No entanto, o pudor não representa obstáculo ao ato sexual. A despeito da monogamia ser lei, o amor passando por sobre todas as barreiras, o sexo e sua satisfação plena, lhe são quase equiparados. Contudo, isto não vale para a vida sexual desenfreada ou a promiscuidade dos sexos. A equiparação vale somente para o convívio individual de dois seres, protegido pelas leis do pudor. Tal conceito transcende no mito do homem que se transformou em tapir e constitui um modelo quase clássico, no que se refere ao assunto de relações sexuais. Toda estória é caracterizada pela paixão elementar, absorvente. Por outra, no caso do belo Bira, a paixão exerce papel tão preponderante, pois o herói apenas está no papel de Don Juan, brincando ora com uma, ora com outra; porém, é justamente o proceder desta maneira que perturba a vida comunitária e provoca uma onda de paixões.

 

Primeiro vem o ato de vingança dos maridos; a transformação do belo Bira e a caçada ao tapir esvaziam o ato de seu caráter de crime que, por outra, oferece satisfação bastante aos ciúmes desenfreados. Com afinco cruel, os maridos vingam-se, mandando servir às esposas a carne assada do amante. Tal procedimento representa também determinada forma de castigo refletivo, pois elas são condenadas a comer da carne do homem ao qual, outrora, se uniram.

 

Então, gritos e lamentos alucinantes ressoam pela aldeia. Nesse transe doloroso, ouvem-se pragas e juras de vingança contra o suposto provocador do mal, a morte de Bira. Seria de supor-se que Bira teve condições de oferecer-lhes algo que os maridos lhes estavam a dever. E esse algo não podia ser outra coisa além de carinho e adoração. Bira cortejou as mulheres, sem que a entrega do seu corpo implicasse em direitos e deveres. Com sua morte, as mulheres perderam algo que lhes era devido, tanto nos seus próprios pensamentos, quanto nos da coletividade. Elas se sentem profundamente ofendidas, agravadas em seu orgulho e, de acordo com os padrões da sociedade indígena, sua ira parece justificada. Vão à beira do rio e, juntas, entoam um canto mágico. Em um instante de profunda emoção, no auge de uma dor ardente e louca ira, a metamorfose chega a concretizar-se. Como o amor de cada uma foi e continua sendo assunto estritamente pessoal, assim também o é a vingança. Cada uma delas transforma-se em um peixe.

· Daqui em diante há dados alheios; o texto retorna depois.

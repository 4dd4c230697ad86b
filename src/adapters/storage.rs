use crate::domain::model::{OrderId, TrackingCollection};
use crate::domain::ports::OrderStore;
use crate::utils::error::{Result, TrackingError};
use async_trait::async_trait;
use chrono::{DateTime, Utc};
use serde::{Deserialize, Serialize};
use std::collections::{BTreeMap, HashMap};
use std::io::Write;
use std::path::{Path, PathBuf};
use std::sync::Arc;
use tempfile::NamedTempFile;
use tokio::sync::Mutex;

/// Process-local store, for tests and embedding.
#[derive(Debug, Clone, Default)]
pub struct InMemoryOrderStore {
    orders: Arc<Mutex<HashMap<OrderId, TrackingCollection>>>,
}

impl InMemoryOrderStore {
    pub fn new() -> Self {
        Self::default()
    }

    pub async fn insert(&self, order_id: OrderId, collection: TrackingCollection) {
        let mut orders = self.orders.lock().await;
        orders.insert(order_id, collection);
    }

    pub async fn order_count(&self) -> usize {
        self.orders.lock().await.len()
    }
}

#[async_trait]
impl OrderStore for InMemoryOrderStore {
    async fn get(&self, order_id: &OrderId) -> Result<TrackingCollection> {
        let orders = self.orders.lock().await;
        Ok(orders.get(order_id).cloned().unwrap_or_default())
    }

    async fn put(&self, order_id: &OrderId, collection: &TrackingCollection) -> Result<()> {
        let mut orders = self.orders.lock().await;
        orders.insert(order_id.clone(), collection.clone());
        Ok(())
    }
}

#[derive(Debug, Default, Serialize, Deserialize)]
struct OrderFile {
    #[serde(default)]
    orders: BTreeMap<OrderId, OrderRecord>,
}

#[derive(Debug, Clone, Serialize, Deserialize)]
struct OrderRecord {
    #[serde(default)]
    tracking_numbers: TrackingCollection,
    #[serde(default, skip_serializing_if = "Option::is_none")]
    updated_at: Option<DateTime<Utc>>,
}

/// All orders in one JSON document:
///
/// ```json
/// {"orders": {"1042": {"tracking_numbers": ["9400..."], "updated_at": "2026-01-01T00:00:00Z"}}}
/// ```
///
/// A missing file reads as an empty store. Each write goes to a uniquely named
/// temp file in the same directory and is renamed into place, so readers in any
/// process see either the old or the new document. Concurrent read-modify-write
/// from separate processes can still drop an update.
#[derive(Debug)]
pub struct JsonFileOrderStore {
    path: PathBuf,
    file_lock: Mutex<()>,
}

impl JsonFileOrderStore {
    pub fn new<P: AsRef<Path>>(path: P) -> Self {
        Self {
            path: path.as_ref().to_path_buf(),
            file_lock: Mutex::new(()),
        }
    }

    async fn read_file(&self) -> Result<OrderFile> {
        match tokio::fs::read_to_string(&self.path).await {
            Ok(content) if content.trim().is_empty() => Ok(OrderFile::default()),
            Ok(content) => Ok(serde_json::from_str(&content)?),
            Err(e) if e.kind() == std::io::ErrorKind::NotFound => {
                tracing::debug!("Order store {} not found, starting empty", self.path.display());
                Ok(OrderFile::default())
            }
            Err(e) => Err(e.into()),
        }
    }

    async fn write_file(&self, file: &OrderFile) -> Result<()> {
        let dir = match self.path.parent() {
            Some(parent) if !parent.as_os_str().is_empty() => parent.to_path_buf(),
            _ => PathBuf::from("."),
        };
        tokio::fs::create_dir_all(&dir).await?;

        let data = serde_json::to_vec_pretty(file)?;
        let target = self.path.clone();

        tokio::task::spawn_blocking(move || -> Result<()> {
            // 暫存檔必須和目標同目錄，rename 才是原子操作
            let mut tmp = NamedTempFile::new_in(&dir)?;
            tmp.write_all(&data)?;
            tmp.as_file().sync_all()?;
            tmp.persist(&target)
                .map_err(|e| TrackingError::StorageError {
                    message: format!("cannot replace {}: {}", target.display(), e.error),
                })?;
            Ok(())
        })
        .await
        .map_err(|e| TrackingError::StorageError {
            message: format!("store write task failed: {}", e),
        })?
    }

    /// Updated-at timestamp of an order, if it was ever written.
    pub async fn updated_at(&self, order_id: &OrderId) -> Result<Option<DateTime<Utc>>> {
        let _guard = self.file_lock.lock().await;
        let file = self.read_file().await?;
        Ok(file.orders.get(order_id).and_then(|record| record.updated_at))
    }
}

#[async_trait]
impl OrderStore for JsonFileOrderStore {
    async fn get(&self, order_id: &OrderId) -> Result<TrackingCollection> {
        let _guard = self.file_lock.lock().await;
        let file = self.read_file().await?;
        Ok(file
            .orders
            .get(order_id)
            .map(|record| record.tracking_numbers.clone())
            .unwrap_or_default())
    }

    async fn put(&self, order_id: &OrderId, collection: &TrackingCollection) -> Result<()> {
        let _guard = self.file_lock.lock().await;
        let mut file = self.read_file().await?;
        file.orders.insert(
            order_id.clone(),
            OrderRecord {
                tracking_numbers: collection.clone(),
                updated_at: Some(Utc::now()),
            },
        );
        self.write_file(&file).await?;
        tracing::debug!(
            "💾 Saved {} tracking numbers for order {} to {}",
            collection.len(),
            order_id,
            self.path.display()
        );
        Ok(())
    }
}
//! Line-oriented request transport.
//!
//! A [`Dispatcher`] owns the action-name → handler table. It is built once at
//! startup and only read afterwards. Each request is one JSON object:
//!
//! ```json
//! {"action": "add_tracking_number", "caller": {"id": "u1", "roles": ["shop_manager"]},
//!  "order_id": "1042", "tracking_number": "9400 1000 0000 0000 0000 00"}
//! ```
//!
//! Every request gets exactly one JSON object back. Failures use the envelope
//! `{"ok": false, "error_kind": ..., "message": ...}`.

use crate::core::service::TrackingService;
use crate::domain::model::{Action, BulkAddResult, Caller, OrderId, TrackingView};
use crate::utils::error::{ErrorKind, Result, TrackingError};
use async_trait::async_trait;
use serde::de::{DeserializeOwned, Error as _};
use serde::{Deserialize, Deserializer, Serialize};
use serde_json::{Map, Number, Value};
use std::collections::HashMap;
use tokio::io::{AsyncBufRead, AsyncBufReadExt, AsyncWrite, AsyncWriteExt};

#[derive(Debug, Clone, Deserialize)]
pub struct TransportRequest {
    pub action: String,
    pub caller: Caller,
    #[serde(flatten)]
    pub payload: Map<String, Value>,
}

/// Order ids arrive as JSON strings or integers depending on the platform.
#[derive(Debug, Deserialize)]
#[serde(untagged)]
enum WireOrderId {
    Text(String),
    Number(Number),
}

impl WireOrderId {
    fn into_order_id(self) -> Result<OrderId> {
        match self {
            WireOrderId::Text(text) => OrderId::parse(&text),
            WireOrderId::Number(number) if !number.is_f64() => OrderId::parse(&number.to_string()),
            WireOrderId::Number(number) => Err(TrackingError::InvalidOrderId {
                value: number.to_string(),
            }),
        }
    }
}

/// Any integral JSON number is a position; values beyond `i64` saturate so they
/// miss every entry instead of failing to decode.
fn deserialize_index<'de, D>(deserializer: D) -> std::result::Result<i64, D::Error>
where
    D: Deserializer<'de>,
{
    let number = Number::deserialize(deserializer)?;
    if let Some(index) = number.as_i64() {
        return Ok(index);
    }
    if number.as_u64().is_some() {
        return Ok(i64::MAX);
    }
    match number.as_f64() {
        Some(value) if value.fract() == 0.0 => Ok(value as i64),
        _ => Err(D::Error::custom("index must be an integer")),
    }
}

#[derive(Debug, Deserialize)]
struct AddOnePayload {
    order_id: WireOrderId,
    tracking_number: String,
}

#[derive(Debug, Deserialize)]
struct AddBulkPayload {
    order_id: WireOrderId,
    raw_block: String,
}

#[derive(Debug, Deserialize)]
struct DeleteAtPayload {
    order_id: WireOrderId,
    #[serde(deserialize_with = "deserialize_index")]
    index: i64,
}

#[derive(Debug, Deserialize)]
struct ListPayload {
    order_id: WireOrderId,
}

#[derive(Debug, Serialize, Deserialize)]
pub struct AddOneResponse {
    pub ok: bool,
    pub message: String,
    pub number: String,
}

#[derive(Debug, Serialize, Deserialize)]
pub struct AddBulkResponse {
    pub ok: bool,
    #[serde(flatten)]
    pub result: BulkAddResult,
}

#[derive(Debug, Serialize, Deserialize)]
pub struct DeleteAtResponse {
    pub ok: bool,
}

#[derive(Debug, Serialize, Deserialize)]
pub struct ListResponse {
    pub ok: bool,
    pub tracking_numbers: Vec<TrackingView>,
}

#[derive(Debug, Serialize, Deserialize)]
pub struct ErrorResponse {
    pub ok: bool,
    pub error_kind: ErrorKind,
    pub message: String,
}

impl From<&TrackingError> for ErrorResponse {
    fn from(e: &TrackingError) -> Self {
        Self {
            ok: false,
            error_kind: e.kind(),
            message: e.user_friendly_message(),
        }
    }
}

fn parse_payload<T: DeserializeOwned>(payload: Map<String, Value>) -> Result<T> {
    serde_json::from_value(Value::Object(payload)).map_err(|e| TrackingError::InvalidRequest {
        message: e.to_string(),
    })
}

#[async_trait]
pub trait ActionHandler: Send + Sync {
    async fn handle(
        &self,
        service: &TrackingService,
        caller: &Caller,
        payload: Map<String, Value>,
    ) -> Result<Value>;
}

pub struct AddOneHandler;
pub struct AddBulkHandler;
pub struct DeleteAtHandler;
pub struct ListHandler;

#[async_trait]
impl ActionHandler for AddOneHandler {
    async fn handle(
        &self,
        service: &TrackingService,
        caller: &Caller,
        payload: Map<String, Value>,
    ) -> Result<Value> {
        let request: AddOnePayload = parse_payload(payload)?;
        let order_id = request.order_id.into_order_id()?;
        let number = service
            .add_one(caller, &order_id, &request.tracking_number)
            .await?;
        Ok(serde_json::to_value(AddOneResponse {
            ok: true,
            message: "Tracking number added".to_string(),
            number,
        })?)
    }
}

#[async_trait]
impl ActionHandler for AddBulkHandler {
    async fn handle(
        &self,
        service: &TrackingService,
        caller: &Caller,
        payload: Map<String, Value>,
    ) -> Result<Value> {
        let request: AddBulkPayload = parse_payload(payload)?;
        let order_id = request.order_id.into_order_id()?;
        let result = service.add_bulk(caller, &order_id, &request.raw_block).await?;
        Ok(serde_json::to_value(AddBulkResponse { ok: true, result })?)
    }
}

#[async_trait]
impl ActionHandler for DeleteAtHandler {
    async fn handle(
        &self,
        service: &TrackingService,
        caller: &Caller,
        payload: Map<String, Value>,
    ) -> Result<Value> {
        let request: DeleteAtPayload = parse_payload(payload)?;
        let order_id = request.order_id.into_order_id()?;
        service.delete_at(caller, &order_id, request.index).await?;
        Ok(serde_json::to_value(DeleteAtResponse { ok: true })?)
    }
}

#[async_trait]
impl ActionHandler for ListHandler {
    async fn handle(
        &self,
        service: &TrackingService,
        caller: &Caller,
        payload: Map<String, Value>,
    ) -> Result<Value> {
        let request: ListPayload = parse_payload(payload)?;
        let order_id = request.order_id.into_order_id()?;
        let tracking_numbers = service.list(caller, &order_id).await?;
        Ok(serde_json::to_value(ListResponse {
            ok: true,
            tracking_numbers,
        })?)
    }
}

pub struct Dispatcher {
    service: TrackingService,
    handlers: HashMap<String, Box<dyn ActionHandler>>,
}

impl Dispatcher {
    /// Empty table; add actions with [`Dispatcher::register`].
    pub fn new(service: TrackingService) -> Self {
        Self {
            service,
            handlers: HashMap::new(),
        }
    }

    /// Table with the four tracking actions under their transport names.
    pub fn with_default_actions(service: TrackingService) -> Self {
        Self::new(service)
            .register(Action::AddOne.name(), AddOneHandler)
            .register(Action::AddBulk.name(), AddBulkHandler)
            .register(Action::DeleteAt.name(), DeleteAtHandler)
            .register(Action::List.name(), ListHandler)
    }

    pub fn register(mut self, name: &str, handler: impl ActionHandler + 'static) -> Self {
        self.handlers.insert(name.to_string(), Box::new(handler));
        self
    }

    pub fn actions(&self) -> Vec<&str> {
        let mut names: Vec<&str> = self.handlers.keys().map(String::as_str).collect();
        names.sort_unstable();
        names
    }

    pub async fn dispatch(&self, request: TransportRequest) -> Result<Value> {
        let handler =
            self.handlers
                .get(&request.action)
                .ok_or_else(|| TrackingError::UnknownAction {
                    action: request.action.clone(),
                })?;
        tracing::debug!("Dispatching {} for caller {}", request.action, request.caller.id);
        handler
            .handle(&self.service, &request.caller, request.payload)
            .await
    }

    /// Decodes one JSON request and always produces one JSON response.
    pub async fn handle_json(&self, line: &str) -> Value {
        let outcome = match serde_json::from_str::<TransportRequest>(line) {
            Ok(request) => self.dispatch(request).await,
            Err(e) => Err(TrackingError::InvalidRequest {
                message: e.to_string(),
            }),
        };

        match outcome {
            Ok(value) => value,
            Err(e) => {
                if e.kind() == ErrorKind::Internal {
                    tracing::error!("❌ Request failed: {}", e);
                    tracing::error!("💡 Suggestion: {}", e.recovery_suggestion());
                } else {
                    tracing::debug!("Request rejected: {}", e);
                }
                serde_json::to_value(ErrorResponse::from(&e)).unwrap_or_else(|_| {
                    serde_json::json!({"ok": false, "error_kind": "internal", "message": e.to_string()})
                })
            }
        }
    }

    /// Serves newline-delimited requests until the reader is exhausted.
    /// Blank lines are ignored.
    pub async fn serve<R, W>(&self, reader: R, mut writer: W) -> Result<usize>
    where
        R: AsyncBufRead + Unpin,
        W: AsyncWrite + Unpin,
    {
        let mut lines = reader.lines();
        let mut served = 0;

        while let Some(line) = lines.next_line().await? {
            if line.trim().is_empty() {
                continue;
            }
            let response = self.handle_json(&line).await;
            let mut encoded = serde_json::to_vec(&response)?;
            encoded.push(b'\n');
            writer.write_all(&encoded).await?;
            writer.flush().await?;
            served += 1;
        }

        tracing::info!("Transport closed after {} requests", served);
        Ok(served)
    }
}
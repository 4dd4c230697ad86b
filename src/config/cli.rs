use clap::{Parser, Subcommand, ValueEnum};
use std::path::PathBuf;

#[derive(Debug, Clone, Parser)]
#[command(name = "order-tracking")]
#[command(about = "Attach carrier tracking numbers to orders and list them")]
pub struct CliArgs {
    /// Path to TOML configuration file
    #[arg(short, long)]
    pub config: Option<PathBuf>,

    /// Override the order store path from config
    #[arg(long)]
    pub store: Option<String>,

    /// Caller id recorded in logs
    #[arg(long, default_value = "cli")]
    pub caller: String,

    /// Roles of the caller, checked against the authorization config
    #[arg(long, value_delimiter = ',', default_value = "administrator")]
    pub roles: Vec<String>,

    #[arg(short, long, help = "Enable verbose output")]
    pub verbose: bool,

    #[command(subcommand)]
    pub command: Command,
}

#[derive(Debug, Clone, Subcommand)]
pub enum Command {
    /// Attach one tracking number to an order
    Add { order: String, number: String },

    /// Attach every number found in a block of text (argument, --file, or stdin)
    BulkAdd {
        order: String,
        input: Option<String>,
        #[arg(long)]
        file: Option<PathBuf>,
    },

    /// Remove the tracking number at a position
    Delete {
        order: String,
        #[arg(allow_negative_numbers = true)]
        index: i64,
    },

    /// Show the tracking numbers of an order
    List {
        order: String,
        #[arg(long, value_enum, default_value_t = OutputFormat::Table)]
        format: OutputFormat,
    },

    /// Answer newline-delimited JSON requests from stdin on stdout
    Serve,
}

#[derive(Debug, Clone, Copy, PartialEq, Eq, ValueEnum)]
pub enum OutputFormat {
    Table,
    Json,
    Csv,
}

#[cfg(test)]
mod tests {
    use super::*;

    #[test]
    fn test_parse_delete_with_negative_index() {
        let args = CliArgs::parse_from(["order-tracking", "delete", "1042", "-1"]);
        match args.command {
            Command::Delete { order, index } => {
                assert_eq!(order, "1042");
                assert_eq!(index, -1);
            }
            other => panic!("unexpected command: {:?}", other),
        }
    }

    #[test]
    fn test_parse_list_format_and_roles() {
        let args = CliArgs::parse_from([
            "order-tracking",
            "--roles",
            "customer,vip",
            "list",
            "7",
            "--format",
            "csv",
        ]);
        assert_eq!(args.roles, vec!["customer", "vip"]);
        assert!(matches!(
            args.command,
            Command::List {
                format: OutputFormat::Csv,
                ..
            }
        ));
    }
}
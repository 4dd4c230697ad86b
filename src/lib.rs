pub mod adapters;
pub mod config;
pub mod core;
pub mod domain;
pub mod utils;

#[cfg(feature = "cli")]
pub use crate::config::CliArgs;

pub use crate::adapters::{InMemoryOrderStore, JsonFileOrderStore, RoleGate};
pub use crate::config::AppConfig;
pub use crate::core::{
    carrier::CarrierProfile, dispatch::Dispatcher, manager::TrackingCollectionManager,
    service::TrackingService,
};
pub use crate::domain::model::{BulkAddResult, Caller, OrderId, TrackingCollection, TrackingView};
pub use crate::utils::error::{ErrorKind, Result, TrackingError};
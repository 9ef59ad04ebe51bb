//! Author references and creators

use serde::{Deserialize, Serialize};
use serde_json::Value;
use std::collections::BTreeMap;

/// An author reference as returned by a catalog.
///
/// Edition records carry `{"key": "/authors/OL1A"}`, work records wrap it as
/// `{"author": {"key": ...}, "type": {...}}`. Fields are held in a sorted map
/// so two references with the same fields compare equal regardless of the
/// order they arrived in.
#[derive(Clone, Debug, Default, Serialize, Deserialize, PartialEq, Eq)]
#[serde(transparent)]
pub struct AuthorRef {
    fields: BTreeMap<String, Value>,
}

impl AuthorRef {
    /// Reference with a single `key` field
    pub fn from_key(key: impl Into<String>) -> Self {
        let mut fields = BTreeMap::new();
        fields.insert("key".to_string(), Value::String(key.into()));
        Self { fields }
    }

    /// Builder method to add an arbitrary field
    pub fn with_field(mut self, name: impl Into<String>, value: Value) -> Self {
        self.fields.insert(name.into(), value);
        self
    }

    /// The author key, from `key` or the nested `author.key`.
    pub fn key(&self) -> Option<&str> {
        self.fields
            .get("key")
            .and_then(Value::as_str)
            .or_else(|| {
                self.fields
                    .get("author")
                    .and_then(|a| a.get("key"))
                    .and_then(Value::as_str)
            })
            .filter(|k| !k.is_empty())
    }

    /// Canonical serialized form with fields ordered by name at every level.
    pub fn canonical(&self) -> String {
        fn sorted(value: &Value) -> Value {
            match value {
                Value::Object(map) => {
                    let ordered: BTreeMap<&String, Value> =
                        map.iter().map(|(k, v)| (k, sorted(v))).collect();
                    serde_json::to_value(ordered).unwrap_or(Value::Null)
                }
                Value::Array(items) => Value::Array(items.iter().map(sorted).collect()),
                other => other.clone(),
            }
        }

        let ordered: BTreeMap<&String, Value> =
            self.fields.iter().map(|(k, v)| (k, sorted(v))).collect();
        serde_json::to_string(&ordered).unwrap_or_default()
    }
}

/// A parsed author name
#[derive(Clone, Debug, Serialize, Deserialize, PartialEq, Eq)]
#[serde(rename_all = "camelCase")]
pub struct Creator {
    pub creator_type: String,
    pub first_name: String,
    pub last_name: String,
}

impl Creator {
    pub fn author(first_name: impl Into<String>, last_name: impl Into<String>) -> Self {
        Self {
            creator_type: "author".to_string(),
            first_name: first_name.into(),
            last_name: last_name.into(),
        }
    }

    /// Format as "Last, First" for BibTeX
    pub fn to_bibtex_format(&self) -> String {
        if self.first_name.is_empty() {
            self.last_name.clone()
        } else {
            format!("{}, {}", self.last_name, self.first_name)
        }
    }
}
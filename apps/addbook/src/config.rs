//! Configuration for the addbook CLI
//!
//! Loaded from `<config dir>/addbook/config.toml`:
//!
//! ```toml
//! vault_path = "~/ObsidianVault"
//! notes_subdir = "03 resources/bibliography"
//! language = "eng"
//! user_agent = "addbook/0.1.0 (me@example.com)"
//! base_url = "https://openlibrary.org"
//! ```
//!
//! Every field is optional. Environment variables (`OBSIDIAN_VAULT`,
//! `ADDBOOK_LANGUAGE`) override the file; command-line flags override both.

use std::path::{Path, PathBuf};

use addbook_core::http::DEFAULT_USER_AGENT;
use addbook_core::{OpenLibrarySource, DEFAULT_LANGUAGE};
use serde::{Deserialize, Serialize};

/// Errors that can occur when loading the config file
#[derive(Debug, thiserror::Error)]
pub enum ConfigError {
    #[error("IO error reading {path}: {message}")]
    Io { path: PathBuf, message: String },

    #[error("TOML parse error in {path}: {message}")]
    Parse { path: PathBuf, message: String },
}

#[derive(Debug, Clone, PartialEq, Serialize, Deserialize)]
#[serde(default)]
pub struct AddbookConfig {
    /// Root of the notes vault; a leading `~` is expanded
    pub vault_path: PathBuf,
    /// Directory under the vault that receives book notes
    pub notes_subdir: PathBuf,
    /// Default catalog language code
    pub language: String,
    pub user_agent: String,
    pub base_url: String,
}

impl Default for AddbookConfig {
    fn default() -> Self {
        Self {
            vault_path: PathBuf::from("~/ObsidianVault"),
            notes_subdir: PathBuf::from("03 resources").join("bibliography"),
            language: DEFAULT_LANGUAGE.to_string(),
            user_agent: DEFAULT_USER_AGENT.to_string(),
            base_url: OpenLibrarySource::BASE_URL.to_string(),
        }
    }
}

impl AddbookConfig {
    /// Standard config file location
    pub fn default_path() -> Option<PathBuf> {
        dirs::config_dir().map(|dir| dir.join("addbook").join("config.toml"))
    }

    /// Load from the standard location, falling back to defaults when absent
    pub fn load_standard() -> Result<Self, ConfigError> {
        match Self::default_path() {
            Some(path) if path.exists() => Self::load_from_file(&path),
            _ => Ok(Self::default()),
        }
    }

    pub fn load_from_file(path: &Path) -> Result<Self, ConfigError> {
        let content = std::fs::read_to_string(path).map_err(|e| ConfigError::Io {
            path: path.to_path_buf(),
            message: e.to_string(),
        })?;
        Self::from_toml(&content).map_err(|message| ConfigError::Parse {
            path: path.to_path_buf(),
            message,
        })
    }

    pub fn from_toml(content: &str) -> Result<Self, String> {
        toml::from_str(content).map_err(|e| e.to_string())
    }

    /// Apply environment overrides from the process environment
    pub fn with_env(self) -> Self {
        self.with_env_from(|name| std::env::var(name).ok())
    }

    pub fn with_env_from<F>(mut self, lookup: F) -> Self
    where
        F: Fn(&str) -> Option<String>,
    {
        if let Some(vault) = lookup("OBSIDIAN_VAULT").filter(|v| !v.is_empty()) {
            self.vault_path = PathBuf::from(vault);
        }
        if let Some(language) = lookup("ADDBOOK_LANGUAGE").filter(|v| !v.is_empty()) {
            self.language = language;
        }
        self
    }

    /// Directory book notes are written to, with `~` expanded
    pub fn notes_dir(&self) -> PathBuf {
        expand_home(&self.vault_path).join(&self.notes_subdir)
    }
}

fn expand_home(path: &Path) -> PathBuf {
    match path.strip_prefix("~") {
        Ok(rest) => match dirs::home_dir() {
            Some(home) => home.join(rest),
            None => path.to_path_buf(),
        },
        Err(_) => path.to_path_buf(),
    }
}
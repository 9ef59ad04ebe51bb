//! Domain types for book resolution
//!
//! - Work: an abstract catalog entry, independent of printing
//! - Edition: one specific printing of a Work
//! - EditionMetadata: full metadata for a resolved edition
//! - AuthorRef / Creator: author references and parsed names
//! - BookItem: the bibliography item built from metadata
//! - BibliographicRecord: the input to citation key derivation

pub mod author;
pub mod edition;
pub mod item;
pub mod record;
pub mod work;

pub use author::*;
pub use edition::*;
pub use item::*;
pub use record::*;
pub use work::*;

/// First entry of a list of identifiers that is not blank.
pub(crate) fn first_non_empty(values: &[String]) -> Option<&str> {
    values
        .iter()
        .map(|v| v.trim())
        .find(|v| !v.is_empty())
}
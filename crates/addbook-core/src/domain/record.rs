//! Bibliographic record

use super::BookItem;
use serde::{Deserialize, Serialize};

/// Resolved metadata for one edition, the input to citation key derivation
#[derive(Clone, Debug, Default, Serialize, Deserialize, PartialEq, Eq)]
pub struct BibliographicRecord {
    /// One or more names joined by `" and "`
    pub author: String,
    pub title: String,
    /// Explicit year, takes precedence over `publication_date`
    pub year: Option<String>,
    /// Free-text publication date
    pub publication_date: Option<String>,
}

impl BibliographicRecord {
    pub fn new(author: impl Into<String>, title: impl Into<String>) -> Self {
        Self {
            author: author.into(),
            title: title.into(),
            year: None,
            publication_date: None,
        }
    }

    /// Builder method to set an explicit year
    pub fn with_year(mut self, year: impl Into<String>) -> Self {
        self.year = Some(year.into());
        self
    }

    /// Builder method to set the free-text publication date
    pub fn with_publication_date(mut self, date: impl Into<String>) -> Self {
        self.publication_date = Some(date.into());
        self
    }

    /// Build the record from a book item; the year comes from its date.
    pub fn from_item(item: &BookItem) -> Self {
        Self {
            author: item.author_field(),
            title: item.title.clone(),
            year: None,
            publication_date: item.date.clone(),
        }
    }
}
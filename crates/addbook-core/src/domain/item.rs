//! Edition metadata and the bibliography item built from it

use super::{first_non_empty, AuthorRef, Creator};
use serde::{Deserialize, Serialize};

/// Full metadata for a single edition, looked up by ISBN
#[derive(Clone, Debug, Default, Serialize, Deserialize, PartialEq)]
pub struct EditionMetadata {
    #[serde(default)]
    pub title: String,
    #[serde(default)]
    pub authors: Vec<AuthorRef>,
    #[serde(default)]
    pub publish_date: Option<String>,
    #[serde(default)]
    pub publishers: Vec<String>,
    #[serde(default)]
    pub isbn_13: Vec<String>,
    #[serde(default)]
    pub isbn_10: Vec<String>,
}

/// A book item ready to hand to a bibliography manager
#[derive(Clone, Debug, Serialize, Deserialize, PartialEq)]
#[serde(rename_all = "camelCase")]
pub struct BookItem {
    pub item_type: String,
    pub title: String,
    pub creators: Vec<Creator>,
    pub date: Option<String>,
    pub publisher: Option<String>,
    pub language: String,
    #[serde(rename = "ISBN")]
    pub isbn: Option<String>,
}

impl BookItem {
    pub fn from_metadata(
        metadata: &EditionMetadata,
        creators: Vec<Creator>,
        language: impl Into<String>,
    ) -> Self {
        Self {
            item_type: "book".to_string(),
            title: metadata.title.clone(),
            creators,
            date: metadata.publish_date.clone(),
            publisher: metadata.publishers.first().cloned(),
            language: language.into(),
            isbn: first_non_empty(&metadata.isbn_13)
                .or_else(|| first_non_empty(&metadata.isbn_10))
                .map(str::to_string),
        }
    }

    /// Author field in BibTeX form: "Last, First and Last, First"
    pub fn author_field(&self) -> String {
        self.creators
            .iter()
            .map(Creator::to_bibtex_format)
            .collect::<Vec<_>>()
            .join(" and ")
    }
}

A água, além de conferir grandeza e força, purifica. Nesse elemento, as mulheres permanecem intocáveis e incomunicáveis.

 

Posteriormente, então, os maridos pescam suas mulheres do rio. De volta à terra firme e ao convívio dos seres humanos, tornam-se ancestrais do grande e orgulhoso povo Caiapó, ancestrais dos me-be(n)-okre, gente do fundo da água.
 
Foi Bira quem levou à fundação de uma nova sociedade, na qual marido e mulher são companheiros, que se amam mutuamente. Foi ele, o iniciador de uma nova ordem social e, por conseguinte, um herói cultural.